Reproduce each line of the entries that carries "White".

* * * * * * * * *

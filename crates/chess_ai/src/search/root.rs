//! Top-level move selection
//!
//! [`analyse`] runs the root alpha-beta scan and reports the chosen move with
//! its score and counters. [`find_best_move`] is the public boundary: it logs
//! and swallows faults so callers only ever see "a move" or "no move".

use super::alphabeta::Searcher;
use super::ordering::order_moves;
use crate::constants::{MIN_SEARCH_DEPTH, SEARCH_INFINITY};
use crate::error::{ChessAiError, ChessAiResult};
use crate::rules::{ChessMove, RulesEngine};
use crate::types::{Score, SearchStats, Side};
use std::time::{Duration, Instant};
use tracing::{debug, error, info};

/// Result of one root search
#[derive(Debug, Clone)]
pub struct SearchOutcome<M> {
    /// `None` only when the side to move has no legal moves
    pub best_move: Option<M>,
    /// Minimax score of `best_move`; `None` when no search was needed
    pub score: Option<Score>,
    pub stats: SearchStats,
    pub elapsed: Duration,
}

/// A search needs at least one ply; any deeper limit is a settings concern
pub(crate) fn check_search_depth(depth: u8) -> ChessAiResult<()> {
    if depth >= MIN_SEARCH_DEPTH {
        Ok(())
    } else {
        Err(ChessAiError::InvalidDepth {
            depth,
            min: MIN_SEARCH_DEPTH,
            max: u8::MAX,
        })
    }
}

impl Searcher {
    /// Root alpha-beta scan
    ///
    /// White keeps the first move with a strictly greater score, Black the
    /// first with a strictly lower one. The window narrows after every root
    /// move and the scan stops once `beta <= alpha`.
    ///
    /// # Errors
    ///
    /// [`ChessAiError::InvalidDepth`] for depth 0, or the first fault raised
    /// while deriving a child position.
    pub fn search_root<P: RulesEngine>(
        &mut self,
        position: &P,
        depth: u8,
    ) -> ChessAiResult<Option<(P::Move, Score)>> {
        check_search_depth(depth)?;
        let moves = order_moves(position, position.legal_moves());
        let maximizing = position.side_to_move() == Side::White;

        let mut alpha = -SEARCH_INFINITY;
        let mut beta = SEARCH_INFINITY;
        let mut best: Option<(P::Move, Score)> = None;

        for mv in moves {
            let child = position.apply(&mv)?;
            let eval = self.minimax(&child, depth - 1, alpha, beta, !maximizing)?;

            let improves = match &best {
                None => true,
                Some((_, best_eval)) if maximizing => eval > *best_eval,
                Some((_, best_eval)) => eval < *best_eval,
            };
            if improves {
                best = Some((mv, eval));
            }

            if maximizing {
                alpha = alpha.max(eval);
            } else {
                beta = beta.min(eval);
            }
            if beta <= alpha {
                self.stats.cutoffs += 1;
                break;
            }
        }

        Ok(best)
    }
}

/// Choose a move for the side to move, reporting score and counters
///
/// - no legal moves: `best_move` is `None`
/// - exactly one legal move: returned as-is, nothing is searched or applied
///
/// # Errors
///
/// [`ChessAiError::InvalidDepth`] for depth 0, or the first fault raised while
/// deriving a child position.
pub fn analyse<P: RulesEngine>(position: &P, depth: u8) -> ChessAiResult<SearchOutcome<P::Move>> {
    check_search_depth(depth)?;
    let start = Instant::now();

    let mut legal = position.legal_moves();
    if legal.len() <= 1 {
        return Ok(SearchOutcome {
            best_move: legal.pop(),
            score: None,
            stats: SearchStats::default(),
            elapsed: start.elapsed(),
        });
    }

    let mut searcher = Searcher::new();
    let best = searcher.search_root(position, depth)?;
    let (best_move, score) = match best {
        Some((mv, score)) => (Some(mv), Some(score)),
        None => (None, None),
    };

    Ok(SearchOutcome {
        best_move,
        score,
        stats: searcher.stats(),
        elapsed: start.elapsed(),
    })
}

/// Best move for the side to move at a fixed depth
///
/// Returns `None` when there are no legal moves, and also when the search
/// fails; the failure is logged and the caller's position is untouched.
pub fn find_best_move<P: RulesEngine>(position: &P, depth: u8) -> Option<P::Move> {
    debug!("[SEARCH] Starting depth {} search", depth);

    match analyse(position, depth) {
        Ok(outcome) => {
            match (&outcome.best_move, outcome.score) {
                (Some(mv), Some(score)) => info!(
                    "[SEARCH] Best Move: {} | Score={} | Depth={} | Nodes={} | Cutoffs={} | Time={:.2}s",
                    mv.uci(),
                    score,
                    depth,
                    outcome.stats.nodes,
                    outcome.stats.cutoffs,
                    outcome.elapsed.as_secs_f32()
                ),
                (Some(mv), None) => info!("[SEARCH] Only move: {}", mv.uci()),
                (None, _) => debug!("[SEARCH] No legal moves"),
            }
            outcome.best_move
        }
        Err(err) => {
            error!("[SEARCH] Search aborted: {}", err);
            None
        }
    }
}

* * * * * * * * *

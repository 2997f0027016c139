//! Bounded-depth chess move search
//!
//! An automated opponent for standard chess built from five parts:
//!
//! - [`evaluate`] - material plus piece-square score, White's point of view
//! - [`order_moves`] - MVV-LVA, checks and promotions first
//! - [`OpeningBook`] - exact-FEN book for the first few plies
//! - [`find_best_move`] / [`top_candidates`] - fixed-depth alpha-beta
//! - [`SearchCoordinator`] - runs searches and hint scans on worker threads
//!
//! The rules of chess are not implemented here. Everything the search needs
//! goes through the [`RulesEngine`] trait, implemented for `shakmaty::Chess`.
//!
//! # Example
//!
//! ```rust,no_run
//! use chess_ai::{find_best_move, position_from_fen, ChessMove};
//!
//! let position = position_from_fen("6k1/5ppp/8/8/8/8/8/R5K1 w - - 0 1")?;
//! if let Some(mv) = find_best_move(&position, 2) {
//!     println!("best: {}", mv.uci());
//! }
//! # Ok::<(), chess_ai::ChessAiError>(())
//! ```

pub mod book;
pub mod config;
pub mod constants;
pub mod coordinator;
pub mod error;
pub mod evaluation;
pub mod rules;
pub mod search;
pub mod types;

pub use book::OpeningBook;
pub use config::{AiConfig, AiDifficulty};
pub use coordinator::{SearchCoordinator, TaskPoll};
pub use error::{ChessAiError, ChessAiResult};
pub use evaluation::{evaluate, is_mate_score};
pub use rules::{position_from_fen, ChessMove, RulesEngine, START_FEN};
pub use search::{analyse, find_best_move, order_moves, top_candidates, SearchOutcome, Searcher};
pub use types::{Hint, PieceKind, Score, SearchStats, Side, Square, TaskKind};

* * * * * * * * *

SOLUTION FOR THIS EXERCISE:
    /// White keeps the first move with a strictly greater score, Black the
        let maximizing = position.side_to_move() == Side::White;
//! - [`evaluate`] - material plus piece-square score, White's point of view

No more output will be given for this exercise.